RHEL 8 is coming soon and is based on Fedora 28. It will likely ship 7.2, I 
imagine. 

> Other LTS distributions also probably ship 5.x.
> 

Ubuntu 16.04 LTS shipped with PHP 7.0. Ubuntu 18.04 LTS ships with PHP 7.2. PHP 
5.* was a great line but it has been time to move for a while. It’s getting 
harder to come up with reasoning to stay. I haven’t come across a codebase that 
didn’t run on 7+ and this includes a 16 year old codebase that started on PHP 
4. It’s an anecdote, but proof that anything is possible. 

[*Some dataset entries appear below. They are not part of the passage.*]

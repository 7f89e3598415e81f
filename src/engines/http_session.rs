// Copyright (c) 2025 Kirky.X
//
// Licensed under the MIT License
// See LICENSE file in the project root for full license information.

use crate::engines::traits::{BrowserSession, EngineError, PageElement};
use async_trait::async_trait;
use scraper::{Html, Selector};
use std::time::Duration;
use url::Url;

/// 需要解析为绝对地址的属性
const URL_ATTRIBUTES: [&str; 3] = ["href", "src", "data-src"];

/// HTTP会话
///
/// 基于reqwest + scraper 的静态页面会话，不执行JavaScript。
/// 适用于服务端渲染的列表页和文章页。
pub struct HttpSession {
    client: reqwest::Client,
    current_url: Option<Url>,
    body: Option<String>,
}

impl HttpSession {
    /// 创建HTTP会话
    ///
    /// # 参数
    ///
    /// * `request_timeout` - 单次请求超时时间
    pub fn new(request_timeout: Duration) -> Result<Self, EngineError> {
        let client = reqwest::Client::builder()
            .user_agent("Mozilla/5.0 (compatible; opinion-scraper/0.1)")
            .timeout(request_timeout)
            .cookie_store(true)
            .build()?;

        Ok(Self {
            client,
            current_url: None,
            body: None,
        })
    }

    fn document(&self) -> Result<&str, EngineError> {
        self.body.as_deref().ok_or(EngineError::NoPage)
    }
}

#[async_trait]
impl BrowserSession for HttpSession {
    async fn navigate(&mut self, url: &str) -> Result<(), EngineError> {
        let response = self.client.get(url).send().await?;

        let status = response.status();
        if !status.is_success() {
            return Err(EngineError::HttpStatus(status.as_u16()));
        }

        let final_url = response.url().clone();
        let body = response.text().await?;

        tracing::debug!(url = %final_url, bytes = body.len(), "Page loaded over HTTP");
        self.current_url = Some(final_url);
        self.body = Some(body);
        Ok(())
    }

    async fn find_all(&self, selector: &str) -> Result<Vec<PageElement>, EngineError> {
        select_elements(self.document()?, self.current_url.as_ref(), selector)
    }

    async fn current_url(&self) -> Result<Option<String>, EngineError> {
        Ok(self.current_url.as_ref().map(Url::to_string))
    }

    async fn page_language(&self) -> Result<Option<String>, EngineError> {
        Ok(select_elements(self.document()?, None, "html")?
            .into_iter()
            .next()
            .and_then(|html| html.attr("lang").map(str::to_string)))
    }

    async fn close(&mut self) -> Result<(), EngineError> {
        self.current_url = None;
        self.body = None;
        Ok(())
    }

    fn name(&self) -> &'static str {
        "http"
    }
}

/// 在HTML文档中查询元素快照
///
/// URL类属性在提供 `base` 时解析为绝对地址，无法解析的保持原值。
///
/// # 参数
///
/// * `html` - HTML文档
/// * `base` - 解析相对地址的基础URL
/// * `selector` - CSS选择器
pub fn select_elements(
    html: &str,
    base: Option<&Url>,
    selector: &str,
) -> Result<Vec<PageElement>, EngineError> {
    let selector =
        Selector::parse(selector).map_err(|e| EngineError::InvalidSelector(format!("{selector}: {e}")))?;
    let document = Html::parse_document(html);

    Ok(document
        .select(&selector)
        .map(|element| {
            let attributes = element
                .value()
                .attrs()
                .map(|(name, value)| {
                    let value = match base {
                        Some(base) if URL_ATTRIBUTES.contains(&name) => base
                            .join(value)
                            .map(|u| u.to_string())
                            .unwrap_or_else(|_| value.to_string()),
                        _ => value.to_string(),
                    };
                    (name.to_string(), value)
                })
                .collect();

            PageElement {
                text: collapse_whitespace(element.text()),
                attributes,
            }
        })
        .collect())
}

/// 合并文本节点并把连续空白压缩为单个空格，与浏览器渲染后的文本一致
fn collapse_whitespace<'a>(fragments: impl Iterator<Item = &'a str>) -> String {
    fragments
        .collect::<String>()
        .split_whitespace()
        .collect::<Vec<_>>()
        .join(" ")
}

> So a major version bump now would mean three major versions of PHP that web 
> applications intended to "just work" on enterprise *nix would have to support.
> 

For sure, this is the distribution’s choice, not the maintainers here. 

> If there was a major design flaw in PHP that can only truly be fixed by an 
> incompatible version bump past 7 then do it but otherwise, I think it would 
> be better to wait until the most recent versions of enterprise distributions 
> have moved to php 7.
> 
> I'm hoping RHEL 8 does, the benefits are tremendous of 7 over 6.x, but...
> 
> The issue is some customers of enterprise linux specifically don't want 
> frankenstein systems and want to use vendor supported packages only, and I 
> can see their point of view because they pay a lot of money for that support.
> 
> That being said, I try to get everyone running old PHP up to 7.1 or 7.2 even 
> if it means frankenstein systems. But some think the benefit of enterprise 
> vendor support outweighs the improvements in PHP.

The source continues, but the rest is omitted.